The upshot is that a method that works on the covariance matrix of standardized data, is essentially using the correlation matrix of the original data. For which you'd prefer to use on PCA, see PCA on correlation or covariance?
Best Answer
Use normalized variables.
PCA is an explorative method: every analysis choice (such as to center or not, to standardize or not, to normalize to unit variance or in some other way, etc.), is possible and can perhaps make sense in some specific situation. No recommendation is absolute.
Nevertheless, let us think of a typical situation.
PCA on correlation matrix is usually used when the variables are of different scale and because we believe that the normalized data cloud is a more meaningful representation of the dataset than the un-normalized cloud. If so, then it stands to reason to use the normalized data for PCA projection, and not only for PCA eigenvectors computation.
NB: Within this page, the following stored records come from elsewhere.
impl App {
    fn print_json<T: Serialize>(&self, value: &T) -> Result<()> {
        println!("{}", serde_json::to_string_pretty(value)?);
        Ok(())
    }

    async fn profile(&self, command: ProfileCommand) -> Result<()> {
        let manager = ProfileManager::load(self.store.clone()).await?;

        match command {
            ProfileCommand::Show => {
                let profile = manager.profile().await;
                let summary = manager.summary(Utc::now()).await?;
                if self.json {
                    return self.print_json(&serde_json::json!({
                        "profile": profile,
                        "summary": summary,
                    }));
                }

                let info = &profile.personal_info;
                println!("Name:            {}", info.full_name.as_deref().unwrap_or("-"));
                println!("Email:           {}", info.email.as_deref().unwrap_or("-"));
                match summary.bmi {
                    Some(bmi) => println!("BMI:             {:.1} ({})", bmi.bmi, bmi.category.display_name()),
                    None => println!("BMI:             -"),
                }
                println!("Daily calories:  {} kcal", summary.daily_calories);
                if let (Some(current), Some(target)) = (summary.current_weight, summary.target_weight) {
                    println!("Weight:          {} kg (4 week target {:.1} kg)", current, target);
                }
                println!(
                    "Streak:          {} days ({:.0}%)",
                    summary.streak_days, summary.streak_progress
                );
                println!("Theme:           {}", manager.theme().await?);
            }
            ProfileCommand::Set {
                name,
                email,
                age,
                gender,
                weight,
                height,
            } => {
                let current = manager.profile().await.personal_info;
                let info = PersonalInfo {
                    full_name: name.or(current.full_name),
                    email: email.or(current.email),
                    age: age.or(current.age),
                    gender: gender.or(current.gender),
                    weight: weight.or(current.weight),
                    height: height.or(current.height),
                };
                manager.update_personal_info(info).await?;
                println!("{}", messages::PROFILE_UPDATED);
            }
            ProfileCommand::Goals {
                activity_level,
                diet,
                health_goal,
                weekly_goal,
                allergies,
            } => {
                let current = manager.profile().await.goals;
                let activity_level: Option<ActivityLevel> =
                    activity_level.map(parse_activity_level).transpose()?;
                let goals = ProfileGoals {
                    activity_level: activity_level.or(current.activity_level),
                    diet_preference: diet.or(current.diet_preference),
                    health_goal: health_goal.or(current.health_goal),
                    weekly_goal: weekly_goal.or(current.weekly_goal),
                    allergies: allergies.or(current.allergies),
                };
                manager.update_goals(goals).await?;
                println!("{}", messages::GOALS_UPDATED);
            }
            ProfileCommand::Setting { key, value } => {
                let profile = manager.update_setting(key, value).await?;
                if self.json {
                    return self.print_json(&profile.settings);
                }
                println!("{}", messages::PROFILE_UPDATED);
            }
            ProfileCommand::Export { dir } => {
                let path = manager.export_to_dir(&dir, Utc::now()).await?;
                println!("{} {}", messages::DATA_EXPORTED, path.display());
            }
            ProfileCommand::Clear { yes } => {
                if !yes {
                    anyhow::bail!("Refusing to clear all data without --yes");
                }
                manager.clear_all().await?;
                println!("{}", messages::DATA_CLEARED);
            }
        }

        Ok(())
    }

    async fn log(&self, command: LogCommand) -> Result<()> {
        let tracker = NutritionTracker::load(self.store.clone()).await?;

        match command {
            LogCommand::Add {
                meal_type,
                name,
                calories,
                protein,
                carbs,
                fat,
            } => {
                let entry = MealEntry {
                    meal_type,
                    name,
                    calories,
                    protein,
                    carbs,
                    fat,
                };
                let meal = tracker.log_meal(entry, Utc::now()).await?;
                if self.json {
                    return self.print_json(&meal);
                }
                println!("Logged {} ({} kcal) with id {}", meal.name, meal.calories, meal.id);
            }
            LogCommand::Remove { id } => {
                let meal = tracker.remove_meal(id).await?;
                println!("Removed {}", meal.name);
            }
            LogCommand::List => {
                let snapshot = tracker.snapshot().await;
                let progress = tracker.progress().await;
                if self.json {
                    return self.print_json(&serde_json::json!({
                        "log": snapshot,
                        "progress": progress,
                    }));
                }

                if snapshot.todays_meals.is_empty() {
                    println!("{}", messages::NO_MEALS_LOGGED);
                }
                for meal in &snapshot.todays_meals {
                    println!(
                        "{:>14}  {:<9} {:<28} {:>5} kcal  P {:.1}g  C {:.1}g  F {:.1}g",
                        meal.id,
                        meal.meal_type.display_name(),
                        meal.name,
                        meal.calories,
                        meal.protein,
                        meal.carbs,
                        meal.fat
                    );
                }

                let totals = snapshot.daily_nutrition;
                let goals = snapshot.goals;
                println!();
                println!("Calories {:>7} / {} kcal ({:.0}%)", totals.calories, goals.calories, progress.calories);
                println!("Protein  {:>7.1} / {} g ({:.0}%)", totals.protein, goals.protein, progress.protein);
                println!("Carbs    {:>7.1} / {} g ({:.0}%)", totals.carbs, goals.carbs, progress.carbs);
                println!("Fat      {:>7.1} / {} g ({:.0}%)", totals.fat, goals.fat, progress.fat);
            }
            LogCommand::Goals {
                calories,
                protein,
                carbs,
                fat,
            } => {
                let goals = tracker
                    .update_goals(NutritionGoals::from_form(calories, protein, carbs, fat))
                    .await?;
                if self.json {
                    return self.print_json(&goals);
                }
                println!("{}", messages::GOALS_UPDATED);
            }
            LogCommand::Reset => {
                tracker.reset_day().await?;
                println!("Started a new day");
            }
            LogCommand::SyncGoal => {
                let profile = ProfileManager::load(self.store.clone()).await?.profile().await;
                let goals = tracker.sync_calorie_goal_from_profile(&profile).await?;
                println!("Calorie goal set to {} kcal", goals.calories);
            }
        }

        Ok(())
    }

    async fn plan(&self, args: PlanArgs) -> Result<()> {
        let planner = MealPlanner::new(self.store.clone(), self.provider.clone());
        let saved = planner.load_preferences().await?;

        let request = MealPlanRequest {
            target_calories: args.calories.unwrap_or(saved.target_calories),
            diet: args.diet.map(Diet::from).or(saved.diet),
            exclude: args.exclude.unwrap_or(saved.exclude),
            time_frame: args.time_frame.unwrap_or(saved.time_frame),
        };

        match planner.generate(request).await? {
            Outcome::Fresh(served) => self.print_plan(&served),
            Outcome::Superseded => Ok(()),
        }
    }

    fn print_plan(&self, served: &Served<MealPlan>) -> Result<()> {
        if self.json {
            return self.print_json(served);
        }
        if let Some(notice) = served.notice {
            eprintln!("{}", notice);
        }

        let plan = &served.data;
        for meal in &plan.meals {
            println!(
                "{:<10} {:<34} {:>5} kcal  P {}g  C {}g  F {}g",
                meal.meal_type.display_name(),
                meal.title,
                meal.nutrition.calories,
                meal.nutrition.protein,
                meal.nutrition.carbs,
                meal.nutrition.fat
            );
        }
        let n = &plan.nutrients;
        println!();
        println!(
            "Total: {:.0} kcal  protein {:.1}g  carbs {:.1}g  fat {:.1}g",
            n.calories, n.protein, n.carbohydrates, n.fat
        );

        if !plan.shopping_list.is_empty() {
            println!();
            println!("Shopping list:");
            for item in &plan.shopping_list {
                println!("  {} x {} {}", item.name, item.amount, item.unit);
            }
        }
        Ok(())
    }

    async fn recipes(&self, command: RecipeCommand) -> Result<()> {
        let browser = RecipeBrowser::new(self.provider.clone());

        let outcome = match command {
            RecipeCommand::Search(filters) => {
                let filters = RecipeSearchFilters::from(filters);
                if filters == RecipeSearchFilters::default() {
                    browser.load_featured().await?
                } else {
                    browser.search(filters).await?
                }
            }
            RecipeCommand::Page { page, filters } => {
                browser.search(filters.into()).await?;
                browser.go_to_page(page).await?
            }
            RecipeCommand::Category { name } => browser.search_category(&name).await?,
            RecipeCommand::Show { id } => {
                let details = browser.recipe_details(id).await?;
                if self.json {
                    return self.print_json(&details);
                }
                println!("{} (#{})", details.title, details.id);
                if let Some(minutes) = details.ready_in_minutes {
                    println!("Ready in {} min", minutes);
                }
                println!(
                    "{} kcal  P {}g  C {}g  F {}g",
                    details.nutrition.calories,
                    details.nutrition.protein,
                    details.nutrition.carbs,
                    details.nutrition.fat
                );
                println!();
                for ingredient in &details.ingredients {
                    println!("  - {}", ingredient.original);
                }
                if let Some(instructions) = &details.instructions {
                    println!();
                    println!("{}", instructions);
                }
                return Ok(());
            }
        };

        let Outcome::Fresh(served) = outcome else {
            return Ok(());
        };
        self.print_recipes(&served, browser.pagination().await)
    }

    fn print_recipes(&self, served: &Served<RecipeSearchPage>, pagination: Pagination) -> Result<()> {
        if self.json {
            return self.print_json(&serde_json::json!({
                "results": served,
                "pagination": pagination,
            }));
        }
        if let Some(notice) = served.notice {
            eprintln!("{}", notice);
        }

        if served.data.results.is_empty() {
            println!("No recipes found");
            return Ok(());
        }

        for recipe in &served.data.results {
            let mut tags = Vec::new();
            if recipe.vegetarian {
                tags.push("vegetarian");
            }
            if recipe.vegan {
                tags.push("vegan");
            }
            if recipe.gluten_free {
                tags.push("gluten-free");
            }
            if recipe.dairy_free {
                tags.push("dairy-free");
            }
            println!(
                "{:>8}  {:<40} {:>4} min  {}",
                recipe.id,
                recipe.title,
                recipe
                    .ready_in_minutes
                    .map(|m| m.to_string())
                    .unwrap_or_else(|| "N/A".into()),
                tags.join(", ")
            );
        }

        if let Some((start, end)) = pagination.window() {
            let page = pagination.current_page;
            let mut links: Vec<String> = (start..=end)
                .map(|p| if p == page { format!("[{}]", p) } else { p.to_string() })
                .collect();
            if pagination.has_previous() {
                links.insert(0, "<".to_string());
            }
            if pagination.has_next() {
                links.push(">".to_string());
            }
            println!();
            println!("Page {} of {}: {}", page, pagination.total_pages, links.join(" "));
        }
        Ok(())
    }
}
In addition, note that if you project un-normalized data on the eigenvectors of the normalized covariance matrix (i.e. correlation matrix), you will get correlated projections. In PCA we are used to uncorrelated principal components, so having correlated projections almost seems to defy the whole purpose of the method.
As an example, consider the wine dataset, encompassing 178 wines of 3 different grape varieties measured along the 13 variables. Left: 2D PCA projection using the covariance matrix. Middle: 2D PCA projection using the correlation matrix. Right: un-normalized (but centered) variables projected onto the correlation matrix eigenvectors.
It is pretty obvious that the middle projection is the most meaningful one, whereas the right one does not make a lot of sense at all.